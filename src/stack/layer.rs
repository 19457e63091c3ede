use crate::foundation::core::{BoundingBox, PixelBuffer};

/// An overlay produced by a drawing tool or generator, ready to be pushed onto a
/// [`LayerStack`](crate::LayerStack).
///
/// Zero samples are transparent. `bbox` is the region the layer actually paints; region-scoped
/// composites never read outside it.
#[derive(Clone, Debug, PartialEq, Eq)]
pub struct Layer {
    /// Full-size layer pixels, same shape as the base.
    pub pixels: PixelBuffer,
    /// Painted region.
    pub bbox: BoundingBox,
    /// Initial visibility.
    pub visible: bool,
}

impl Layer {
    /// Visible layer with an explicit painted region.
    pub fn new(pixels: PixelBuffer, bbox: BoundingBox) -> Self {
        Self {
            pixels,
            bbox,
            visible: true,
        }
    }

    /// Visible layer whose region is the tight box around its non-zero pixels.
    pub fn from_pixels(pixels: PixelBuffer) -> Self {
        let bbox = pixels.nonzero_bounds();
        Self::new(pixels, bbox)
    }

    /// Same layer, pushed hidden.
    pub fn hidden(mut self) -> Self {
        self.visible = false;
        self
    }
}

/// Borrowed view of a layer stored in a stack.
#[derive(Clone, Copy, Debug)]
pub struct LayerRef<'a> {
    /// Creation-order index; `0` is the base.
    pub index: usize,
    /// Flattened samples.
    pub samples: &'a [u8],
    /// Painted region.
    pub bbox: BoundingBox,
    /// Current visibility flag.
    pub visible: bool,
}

=-=-=-=-=

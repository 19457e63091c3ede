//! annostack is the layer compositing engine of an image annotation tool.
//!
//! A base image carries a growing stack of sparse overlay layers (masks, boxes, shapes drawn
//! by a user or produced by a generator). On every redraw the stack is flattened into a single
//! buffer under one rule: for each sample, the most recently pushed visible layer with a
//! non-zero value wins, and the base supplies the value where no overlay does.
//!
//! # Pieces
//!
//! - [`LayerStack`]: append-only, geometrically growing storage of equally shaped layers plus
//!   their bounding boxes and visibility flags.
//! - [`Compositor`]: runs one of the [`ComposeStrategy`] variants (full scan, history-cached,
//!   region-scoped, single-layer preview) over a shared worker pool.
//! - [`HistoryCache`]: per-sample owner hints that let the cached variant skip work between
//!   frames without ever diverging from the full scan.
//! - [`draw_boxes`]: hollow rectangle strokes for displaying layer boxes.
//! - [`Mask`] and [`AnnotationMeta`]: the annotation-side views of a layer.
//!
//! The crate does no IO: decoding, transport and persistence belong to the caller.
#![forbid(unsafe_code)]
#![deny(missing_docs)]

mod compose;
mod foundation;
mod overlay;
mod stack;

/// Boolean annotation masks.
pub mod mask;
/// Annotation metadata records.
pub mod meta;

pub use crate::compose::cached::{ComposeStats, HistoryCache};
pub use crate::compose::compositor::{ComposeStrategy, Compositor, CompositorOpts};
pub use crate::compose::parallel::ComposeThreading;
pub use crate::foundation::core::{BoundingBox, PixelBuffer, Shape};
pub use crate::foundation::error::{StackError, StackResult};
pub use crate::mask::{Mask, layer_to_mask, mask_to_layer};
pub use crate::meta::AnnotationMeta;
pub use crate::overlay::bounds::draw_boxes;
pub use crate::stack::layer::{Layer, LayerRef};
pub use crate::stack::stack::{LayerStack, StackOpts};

=-=-=-=-=

From the material above, retype precisely the lines between the line holding "pub mod meta;" and the line holding "pub use crate::compose::parallel::ComposeThreading;", inclusive, and nothing beyond them.

pub mod meta;

pub use crate::compose::cached::{ComposeStats, HistoryCache};
pub use crate::compose::compositor::{ComposeStrategy, Compositor, CompositorOpts};
pub use crate::compose::parallel::ComposeThreading;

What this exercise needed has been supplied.